## TASK DIRECTIONS
I need the lines below from the one with "pub const EMPTY_LIST: &str" down to the one with "pub const SAVED: &str" reproduced exactly, both ends included, and nothing else.

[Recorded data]
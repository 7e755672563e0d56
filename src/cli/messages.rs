//! Everything the phone book says to the user.

use crate::errors::AppError;

pub const BANNER: &str = "\n=== ТЕЛЕФОННАЯ КНИГА ===\n\
Команды:\n  \
add           - добавить контакт\n  \
list          - список всех\n  \
find <text>   - поиск\n  \
delete <id>   - удалить по ID\n  \
update <id>   - изменить по ID\n  \
exit          - выход\n\
===============================\n";

pub const PROMPT: &str = "\n> ";
pub const ASK_NAME: &str = "Введите Имя: ";
pub const ASK_NUMBER: &str = "Введите Номер: ";
pub const ASK_QUERY: &str = "Поиск: ";
pub const ASK_DELETE_ID: &str = "Введите ID контакта для удаления: ";
pub const ASK_UPDATE_ID: &str = "Введите ID контакта для изменения: ";
pub const ASK_NEW_NAME: &str = "Новое имя (Enter чтобы оставить): ";
pub const ASK_NEW_NUMBER: &str = "Новый номер (Enter чтобы оставить): ";

pub const EMPTY_LIST: &str = "Список контактов пуст.";
pub const EMPTY_BOOK: &str = "Телефонная книга пуста. Искать негде.";
pub const EMPTY_QUERY: &str = "Пустой запрос.";
pub const NOTHING_FOUND: &str = "Ничего не найдено.";
pub const SAVED: &str = "Контакт сохранен.";
pub const UPDATED: &str = "Контакт успешно обновлен.";
pub const NO_CHANGES: &str = "Изменений нет.";
pub const UNKNOWN_COMMAND: &str = "Неизвестная команда.";
pub const GOODBYE: &str = "Пока!";
pub const LEAVING: &str = "\nВыход...";

pub fn found(count: usize) -> String {
    format!("\nНайдено совпадений: {}", count)
}

pub fn deleted(name: &str) -> String {
    format!("Контакт '{}' удален.", name)
}

pub fn editing(name: &str, number: &str) -> String {
    format!("Редактируем: {} | {}", name, number)
}

pub fn error_line(err: &AppError) -> String {
    let detail = match err {
        AppError::ParseInt(_) => "ID должен быть числом!".to_string(),
        AppError::OutOfRange(_) | AppError::NotFound(_) => "Неверный ID.".to_string(),
        other => other.to_string(),
    };
    format!("Ошибка: {}", detail)
}

pub fn save_failure(err: &AppError) -> String {
    if err.is_permission_denied() {
        "Ошибка: Нет прав на запись в этот файл.".to_string()
    } else {
        format!("Ошибка: Не удалось сохранить файл: {}", err)
    }
}
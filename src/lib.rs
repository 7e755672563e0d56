pub mod cli;
pub mod domain;
pub mod errors;
pub mod prelude;
pub mod store;
pub mod task;
pub mod telemetry;
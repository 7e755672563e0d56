pub use crate::cli::{Session, command, render, run_app};
pub use crate::domain::{
    book::ContactBook,
    contact::{self, Contact},
    search::filter_contacts,
};
pub use crate::errors::AppError;
pub use crate::store::{self, ContactStore, JsonStore, MemStore};
pub use crate::task::{Completion, Task, TaskStatus};
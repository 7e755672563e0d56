use tracing_subscriber::EnvFilter;

/// Logs go to stderr, filtered by `RUST_LOG` and quiet (`warn`) by default,
/// so they never mix with the phone book's own output.
pub fn init() {
    let filter = EnvFilter::try_from_default_env().unwrap_or_else(|_| EnvFilter::new("warn"));

    // A second call (e.g. from tests) keeps the first subscriber.
    let _ = tracing_subscriber::fmt()
        .with_env_filter(filter)
        .with_writer(std::io::stderr)
        .try_init();
}
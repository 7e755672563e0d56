use crate::cli::messages;
use crate::domain::Contact;

const RULE_WIDTH: usize = 45;

/// Formats contacts as a table numbered from 0 in iteration order.
pub fn contact_table<'a>(contacts: impl IntoIterator<Item = &'a Contact>) -> String {
    let rows: Vec<String> = contacts
        .into_iter()
        .enumerate()
        .map(|(i, c)| format!("{:<4} | {:<20} | {:<15}", i, c.name, c.number))
        .collect();

    if rows.is_empty() {
        return messages::EMPTY_LIST.to_string();
    }

    let mut table = format!("{:<4} | {:<20} | {:<15}\n", "ID", "Имя", "Номер");
    table.push_str(&"-".repeat(RULE_WIDTH));
    for row in rows {
        table.push('\n');
        table.push_str(&row);
    }
    table
}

## ANSWER BOX
pub const EMPTY_LIST: &str = "Список контактов пуст.";
pub const EMPTY_BOOK: &str = "Телефонная книга пуста. Искать негде.";
pub const EMPTY_QUERY: &str = "Пустой запрос.";
pub const NOTHING_FOUND: &str = "Ничего не найдено.";
pub const SAVED: &str = "Контакт сохранен.";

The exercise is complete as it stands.